US 11,893,505 B1
Document analysis architecture
Samuel Cameron Fleming, Spokane, WA (US); David Craig Andrews, Carnation, WA (US); John E. Bradley, III, Duvall, WA (US); Scott Buzan, Spokane Valley, WA (US); Jared Dirk Sol, Spokane, WA (US); Timothy Seegan, Spokane, WA (US); Joseph Henderson Ashmore, Spokane, WA (US); and Christopher Ali Mirabzadeh, Spokane, WA (US)
Assigned to AON RISK SERVICES, INC. OF MARYLAND, New York, NY (US)
Filed by AON RISK SERVICES, INC. OF MARYLAND, New York, NY (US)
Filed on Jun. 10, 2020, as Appl. No. 16/897,480.
Int. Cl. G06N 5/04 (2023.01); G06F 16/93 (2019.01)

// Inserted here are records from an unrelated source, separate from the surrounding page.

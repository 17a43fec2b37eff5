//! Infrastructure Adapters - 出站端口的具体实现

mod fake_resolver;
mod fake_synthesizer;
mod http_synthesizer;
mod loopback_transport;
mod opus_decoder;
mod pcm_wav_transcoder;
mod tracing_notifier;

pub use fake_resolver::FakeResolver;
pub use fake_synthesizer::FakeSynthesizer;
pub use http_synthesizer::{HttpSynthesizer, HttpSynthesizerConfig};
pub use loopback_transport::{
    LoopbackConnection, LoopbackTrack, LoopbackTransport, LoopbackTransportConfig,
};
pub use opus_decoder::OpusPacketDecoder;
pub use pcm_wav_transcoder::PcmWavTranscoder;
pub use tracing_notifier::TracingNotifier;
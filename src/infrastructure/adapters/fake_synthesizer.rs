//! Fake Synthesizer - 用于测试的合成客户端
//!
//! 不调用外部服务，把文本字节原样当作"音频"返回

use async_trait::async_trait;

use crate::application::ports::{SynthError, SynthesizerPort};

/// Fake 合成客户端
///
/// 文本包含 `fail_marker` 时返回合成失败（合成失败跳过路径）
pub struct FakeSynthesizer {
    fail_marker: Option<String>,
}

impl FakeSynthesizer {
    pub fn new() -> Self {
        Self { fail_marker: None }
    }

    pub fn failing_on(marker: impl Into<String>) -> Self {
        Self {
            fail_marker: Some(marker.into()),
        }
    }
}

impl Default for FakeSynthesizer {
    fn default() -> Self {
        Self::new()
    }
}

#[async_trait]
impl SynthesizerPort for FakeSynthesizer {
    async fn synthesize(
        &self,
        text: &str,
        language: &str,
        _slow: bool,
    ) -> Result<Vec<u8>, SynthError> {
        if let Some(marker) = &self.fail_marker {
            if text.contains(marker.as_str()) {
                return Err(SynthError::ServiceError("synthesis rejected".to_string()));
            }
        }
        tracing::debug!(
            text_len = text.chars().count(),
            language = %language,
            "FakeSynthesizer: returning text bytes as audio"
        );
        Ok(text.as_bytes().to_vec())
    }
}
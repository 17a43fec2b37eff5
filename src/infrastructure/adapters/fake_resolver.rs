//! Fake Resolver - 用于测试与本地运行的曲目解析
//!
//! 预先注册 查询 → 曲目列表 的映射；未注册的查询返回 NoResults

use async_trait::async_trait;
use std::collections::HashMap;
use std::sync::Mutex;

use crate::application::ports::{ResolveError, TrackResolverPort};
use crate::domain::session::{SourceKind, Track};

pub struct FakeResolver {
    catalog: Mutex<HashMap<String, Vec<Track>>>,
}

impl FakeResolver {
    pub fn new() -> Self {
        Self {
            catalog: Mutex::new(HashMap::new()),
        }
    }

    /// 注册一个查询的解析结果
    pub fn register(&self, query: impl Into<String>, tracks: Vec<Track>) {
        self.catalog
            .lock()
            .unwrap_or_else(|poisoned| poisoned.into_inner())
            .insert(query.into(), tracks);
    }

    /// 注册一个以查询串本身为标题与地址的单曲
    pub fn register_single(&self, query: impl Into<String>) {
        let query = query.into();
        let track = Track {
            title: query.clone(),
            source_uri: query.clone(),
            duration_display: None,
            thumbnail: None,
            source_kind: SourceKind::Primary,
            requested_by: None,
        };
        self.register(query, vec![track]);
    }
}

impl Default for FakeResolver {
    fn default() -> Self {
        Self::new()
    }
}

#[async_trait]
impl TrackResolverPort for FakeResolver {
    async fn resolve(&self, query: &str, requested_by: &str) -> Result<Vec<Track>, ResolveError> {
        let tracks = self
            .catalog
            .lock()
            .unwrap_or_else(|poisoned| poisoned.into_inner())
            .get(query)
            .cloned()
            .ok_or_else(|| ResolveError::NoResults(query.to_string()))?;

        Ok(tracks
            .into_iter()
            .map(|mut track| {
                track.requested_by = Some(requested_by.to_string());
                track
            })
            .collect())
    }
}
//! Transcode Worker - 后台录音转码处理
//!
//! 进程级转码池，被所有群组的录音共享。用 semaphore 限制并发，
//! 避免无上界的资源占用。单个任务失败只记录日志并落定为失败，
//! 绝不影响所属录音会话的其余任务。

use std::path::PathBuf;
use std::sync::Arc;
use tokio::sync::{mpsc, oneshot, Semaphore};
use uuid::Uuid;

use crate::application::ports::{TranscodeError, TranscoderPort};
use crate::domain::session::GroupId;

/// Worker 配置
#[derive(Debug, Clone)]
pub struct TranscodeWorkerConfig {
    /// 最大并发转码数
    pub max_concurrent: usize,
    /// 任务队列容量
    pub queue_capacity: usize,
}

impl Default for TranscodeWorkerConfig {
    fn default() -> Self {
        Self {
            max_concurrent: 2,
            queue_capacity: 256,
        }
    }
}

/// 一个转码任务：原始录音文件 → 可分发文件
#[derive(Debug, Clone)]
pub struct TranscodeJob {
    pub job_id: String,
    pub group: GroupId,
    pub raw_path: PathBuf,
    pub target_path: PathBuf,
}

impl TranscodeJob {
    pub fn new(group: GroupId, raw_path: PathBuf, target_path: PathBuf) -> Self {
        Self {
            job_id: Uuid::new_v4().to_string(),
            group,
            raw_path,
            target_path,
        }
    }
}

struct QueuedJob {
    job: TranscodeJob,
    done: oneshot::Sender<Result<(), TranscodeError>>,
}

/// 任务落定信号：成功与失败都算落定；发送端被丢弃同样视为落定
pub type Settlement = oneshot::Receiver<Result<(), TranscodeError>>;

/// 转码队列提交端（可克隆，跨群组共享）
#[derive(Clone)]
pub struct TranscodeQueue {
    sender: mpsc::Sender<QueuedJob>,
}

impl TranscodeQueue {
    /// 提交转码任务，返回落定信号
    ///
    /// 队列满或 worker 已停时任务立即落定为失败
    pub fn submit(&self, job: TranscodeJob) -> Settlement {
        let (done_tx, done_rx) = oneshot::channel();
        let queued = QueuedJob {
            job,
            done: done_tx,
        };
        match self.sender.try_send(queued) {
            Ok(()) => {}
            Err(mpsc::error::TrySendError::Full(queued))
            | Err(mpsc::error::TrySendError::Closed(queued)) => {
                tracing::warn!(
                    job_id = %queued.job.job_id,
                    group = %queued.job.group,
                    "Transcode queue unavailable, job settled as failed"
                );
                let _ = queued.done.send(Err(TranscodeError::WorkerUnavailable));
            }
        }
        done_rx
    }
}

/// 转码 Worker
///
/// 后台任务处理器，从队列消费任务并以有界并发执行转码
pub struct TranscodeWorker {
    config: TranscodeWorkerConfig,
    receiver: mpsc::Receiver<QueuedJob>,
    transcoder: Arc<dyn TranscoderPort>,
}

impl TranscodeWorker {
    /// 创建 worker 与其提交端
    pub fn new(
        config: TranscodeWorkerConfig,
        transcoder: Arc<dyn TranscoderPort>,
    ) -> (TranscodeQueue, Self) {
        let (sender, receiver) = mpsc::channel(config.queue_capacity);
        (
            TranscodeQueue { sender },
            Self {
                config,
                receiver,
                transcoder,
            },
        )
    }

    /// 启动 Worker
    pub async fn run(mut self) {
        tracing::info!(
            max_concurrent = self.config.max_concurrent,
            "TranscodeWorker started"
        );

        let semaphore = Arc::new(Semaphore::new(self.config.max_concurrent));

        while let Some(queued) = self.receiver.recv().await {
            let permit = match semaphore.clone().acquire_owned().await {
                Ok(permit) => permit,
                Err(_) => break,
            };
            let transcoder = self.transcoder.clone();

            tokio::spawn(async move {
                let _permit = permit; // 持有 permit 直到任务完成
                let QueuedJob { job, done } = queued;

                tracing::debug!(
                    job_id = %job.job_id,
                    group = %job.group,
                    raw = %job.raw_path.display(),
                    "Transcode started"
                );

                let result = transcoder.transcode(&job.raw_path, &job.target_path).await;
                match &result {
                    Ok(()) => tracing::info!(
                        job_id = %job.job_id,
                        group = %job.group,
                        target = %job.target_path.display(),
                        "Transcode completed"
                    ),
                    Err(e) => tracing::error!(
                        job_id = %job.job_id,
                        group = %job.group,
                        error = %e,
                        "Transcode failed"
                    ),
                }

                let _ = done.send(result);
            });
        }

        tracing::info!("TranscodeWorker stopped");
    }
}

#[cfg(test)]
mod tests {
    use super::*;
    use async_trait::async_trait;
    use std::path::Path;
    use std::sync::atomic::{AtomicUsize, Ordering};
    use std::time::Duration;

    /// 记录峰值并发的慢速转码器
    struct SlowTranscoder {
        active: AtomicUsize,
        peak: AtomicUsize,
    }

    #[async_trait]
    impl TranscoderPort for SlowTranscoder {
        async fn transcode(&self, raw: &Path, _target: &Path) -> Result<(), TranscodeError> {
            let now = self.active.fetch_add(1, Ordering::SeqCst) + 1;
            self.peak.fetch_max(now, Ordering::SeqCst);
            tokio::time::sleep(Duration::from_millis(50)).await;
            self.active.fetch_sub(1, Ordering::SeqCst);
            if raw.to_string_lossy().contains("bad") {
                return Err(TranscodeError::InvalidInput("bad input".to_string()));
            }
            Ok(())
        }
    }

    fn job(name: &str) -> TranscodeJob {
        TranscodeJob::new(
            GroupId::new("g1"),
            PathBuf::from(format!("/tmp/{}.pcm", name)),
            PathBuf::from(format!("/tmp/{}.wav", name)),
        )
    }

    #[tokio::test]
    async fn test_concurrency_is_bounded() {
        let transcoder = Arc::new(SlowTranscoder {
            active: AtomicUsize::new(0),
            peak: AtomicUsize::new(0),
        });
        let (queue, worker) = TranscodeWorker::new(
            TranscodeWorkerConfig {
                max_concurrent: 2,
                queue_capacity: 16,
            },
            transcoder.clone(),
        );
        tokio::spawn(worker.run());

        let settlements: Vec<_> = (0..6).map(|i| queue.submit(job(&format!("s{}", i)))).collect();
        for settlement in settlements {
            assert!(settlement.await.unwrap().is_ok());
        }
        assert!(transcoder.peak.load(Ordering::SeqCst) <= 2);
    }

    #[tokio::test]
    async fn test_failed_job_settles_without_blocking_others() {
        let transcoder = Arc::new(SlowTranscoder {
            active: AtomicUsize::new(0),
            peak: AtomicUsize::new(0),
        });
        let (queue, worker) =
            TranscodeWorker::new(TranscodeWorkerConfig::default(), transcoder);
        tokio::spawn(worker.run());

        let bad = queue.submit(job("bad"));
        let good = queue.submit(job("good"));

        assert!(bad.await.unwrap().is_err());
        assert!(good.await.unwrap().is_ok());
    }

    #[tokio::test]
    async fn test_submit_after_worker_stop_settles_failed() {
        let transcoder = Arc::new(SlowTranscoder {
            active: AtomicUsize::new(0),
            peak: AtomicUsize::new(0),
        });
        let (queue, worker) =
            TranscodeWorker::new(TranscodeWorkerConfig::default(), transcoder);
        drop(worker);

        let settlement = queue.submit(job("late"));
        assert!(matches!(
            settlement.await,
            Ok(Err(TranscodeError::WorkerUnavailable))
        ));
    }
}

CPC G06N 5/04 (2013.01) [G06F 16/93 (2019.01)] 20 Claims
OG exemplary drawing
 
1. A method comprising:
receiving documents from one or more databases, the documents including at least one of patents or patent applications;
generating first data representing the documents and components of the documents, the components including at least a title portion, an abstract portion, and a claims portion;
generating a user interface configured to display:
the components of individual ones of the documents; and
an element configured to accept user input indicating whether the individual ones of the documents are in class or out of class;
generating a positive training dataset indicating positive vectors from a first portion of documents marked as in class in response to the user input;
generating a negative training dataset indicating negative vectors from a second portion of documents marked as out of class in response to the user input;
generating a machine learning classification model based at least in part on user input data corresponding to the user input, the machine learning classification model configured to determine whether a sample vector representing a document is closer to the positive vectors than the negative vectors in a coordinate system;
causing the user interface to display an indication of:
the first portion of the documents marked as in class in response to the user input;
the second portion of the documents marked as out of class in response to the user input;
a third portion of the documents determined to be in class utilizing the machine learning classification model; and
a fourth portion of the documents determined to be out of class utilizing the machine learning classification model.